Study material START
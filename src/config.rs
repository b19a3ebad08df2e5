//! Desk configuration read from the environment.

use std::env;
use std::path::PathBuf;
use std::time::Duration;

use crate::error::ConfigError;
use crate::poller::DEFAULT_POLL_INTERVAL;

pub(crate) const API_URL_VAR: &str = "REALTY_DESK_API_URL";
pub(crate) const PUSH_URL_VAR: &str = "REALTY_DESK_PUSH_URL";
pub(crate) const POLL_SECS_VAR: &str = "REALTY_DESK_POLL_SECS";
pub(crate) const SESSION_PATH_VAR: &str = "REALTY_DESK_SESSION_PATH";

/// Where the desk talks to and where it keeps its session.
#[derive(Debug, Clone, PartialEq, Eq)]
pub struct DeskConfig {
    /// Root of the REST API; `/api/...` is appended.
    pub api_base_url: String,
    /// `ws://` or `wss://` endpoint of the push channel.
    pub push_url: String,
    /// Time between new-listing polls.
    pub poll_interval: Duration,
    pub session_path: PathBuf,
}

impl Default for DeskConfig {
    fn default() -> Self {
        Self {
            api_base_url: "http://localhost:3000".to_string(),
            push_url: "ws://localhost:3000/ws".to_string(),
            poll_interval: DEFAULT_POLL_INTERVAL,
            session_path: default_session_path(env::var_os("HOME").map(PathBuf::from)),
        }
    }
}

fn default_session_path(home: Option<PathBuf>) -> PathBuf {
    home.unwrap_or_else(|| PathBuf::from("."))
        .join(".realty-desk")
        .join("session.json")
}

impl DeskConfig {
    /// Read the `REALTY_DESK_*` variables, falling back to the defaults for
    /// any that are unset.
    ///
    /// # Errors
    ///
    /// Returns [`ConfigError::Invalid`] if a variable is set but unusable.
    pub fn from_env() -> Result<Self, ConfigError> {
        Self::from_lookup(|var| env::var(var).ok())
    }

    /// Like [`from_env`](Self::from_env), reading variables through `lookup`.
    ///
    /// # Errors
    ///
    /// Returns [`ConfigError::Invalid`] for an empty URL or a poll interval
    /// that is not a positive whole number of seconds.
    pub fn from_lookup(lookup: impl Fn(&str) -> Option<String>) -> Result<Self, ConfigError> {
        let mut config = Self {
            session_path: default_session_path(lookup("HOME").map(PathBuf::from)),
            ..Self::default()
        };

        if let Some(url) = lookup(API_URL_VAR) {
            config.api_base_url = non_empty(API_URL_VAR, url)?;
        }
        if let Some(url) = lookup(PUSH_URL_VAR) {
            config.push_url = non_empty(PUSH_URL_VAR, url)?;
        }
        if let Some(secs) = lookup(POLL_SECS_VAR) {
            config.poll_interval = match secs.trim().parse::<u64>() {
                Ok(n) if n > 0 => Duration::from_secs(n),
                _ => {
                    return Err(ConfigError::Invalid {
                        var: POLL_SECS_VAR,
                        value: secs,
                    });
                }
            };
        }
        if let Some(path) = lookup(SESSION_PATH_VAR) {
            config.session_path = PathBuf::from(non_empty(SESSION_PATH_VAR, path)?);
        }
        Ok(config)
    }
}

fn non_empty(var: &'static str, value: String) -> Result<String, ConfigError> {
    if value.trim().is_empty() {
        return Err(ConfigError::Invalid { var, value });
    }
    Ok(value)
}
Study material END
[Aim of the task] Word for word, write out each entry shown above.

[Exercise response]
filename src/config.rs
repository b19a3ebad08df2e5
//! Desk configuration read from the environment.

use std::env;
use std::path::PathBuf;
use std::time::Duration;

use crate::error::ConfigError;
use crate::poller::DEFAULT_POLL_INTERVAL;

pub(crate) const API_URL_VAR: &str = "REALTY_DESK_API_URL";
pub(crate) const PUSH_URL_VAR: &str = "REALTY_DESK_PUSH_URL";
pub(crate) const POLL_SECS_VAR: &str = "REALTY_DESK_POLL_SECS";
pub(crate) const SESSION_PATH_VAR: &str = "REALTY_DESK_SESSION_PATH";

/// Where the desk talks to and where it keeps its session.
#[derive(Debug, Clone, PartialEq, Eq)]
pub struct DeskConfig {
    /// Root of the REST API; `/api/...` is appended.
    pub api_base_url: String,
    /// `ws://` or `wss://` endpoint of the push channel.
    pub push_url: String,
    /// Time between new-listing polls.
    pub poll_interval: Duration,
    pub session_path: PathBuf,
}

impl Default for DeskConfig {
    fn default() -> Self {
        Self {
            api_base_url: "http://localhost:3000".to_string(),
            push_url: "ws://localhost:3000/ws".to_string(),
            poll_interval: DEFAULT_POLL_INTERVAL,
            session_path: default_session_path(env::var_os("HOME").map(PathBuf::from)),
        }
    }
}

fn default_session_path(home: Option<PathBuf>) -> PathBuf {
    home.unwrap_or_else(|| PathBuf::from("."))
        .join(".realty-desk")
        .join("session.json")
}

impl DeskConfig {
    /// Read the `REALTY_DESK_*` variables, falling back to the defaults for
    /// any that are unset.
    ///
    /// # Errors
    ///
    /// Returns [`ConfigError::Invalid`] if a variable is set but unusable.
    pub fn from_env() -> Result<Self, ConfigError> {
        Self::from_lookup(|var| env::var(var).ok())
    }

    /// Like [`from_env`](Self::from_env), reading variables through `lookup`.
    ///
    /// # Errors
    ///
    /// Returns [`ConfigError::Invalid`] for an empty URL or a poll interval
    /// that is not a positive whole number of seconds.
    pub fn from_lookup(lookup: impl Fn(&str) -> Option<String>) -> Result<Self, ConfigError> {
        let mut config = Self {
            session_path: default_session_path(lookup("HOME").map(PathBuf::from)),
            ..Self::default()
        };

        if let Some(url) = lookup(API_URL_VAR) {
            config.api_base_url = non_empty(API_URL_VAR, url)?;
        }
        if let Some(url) = lookup(PUSH_URL_VAR) {
            config.push_url = non_empty(PUSH_URL_VAR, url)?;
        }
        if let Some(secs) = lookup(POLL_SECS_VAR) {
            config.poll_interval = match secs.trim().parse::<u64>() {
                Ok(n) if n > 0 => Duration::from_secs(n),
                _ => {
                    return Err(ConfigError::Invalid {
                        var: POLL_SECS_VAR,
                        value: secs,
                    });
                }
            };
        }
        if let Some(path) = lookup(SESSION_PATH_VAR) {
            config.session_path = PathBuf::from(non_empty(SESSION_PATH_VAR, path)?);
        }
        Ok(config)
    }
}

fn non_empty(var: &'static str, value: String) -> Result<String, ConfigError> {
    if value.trim().is_empty() {
        return Err(ConfigError::Invalid { var, value });
    }
    Ok(value)
}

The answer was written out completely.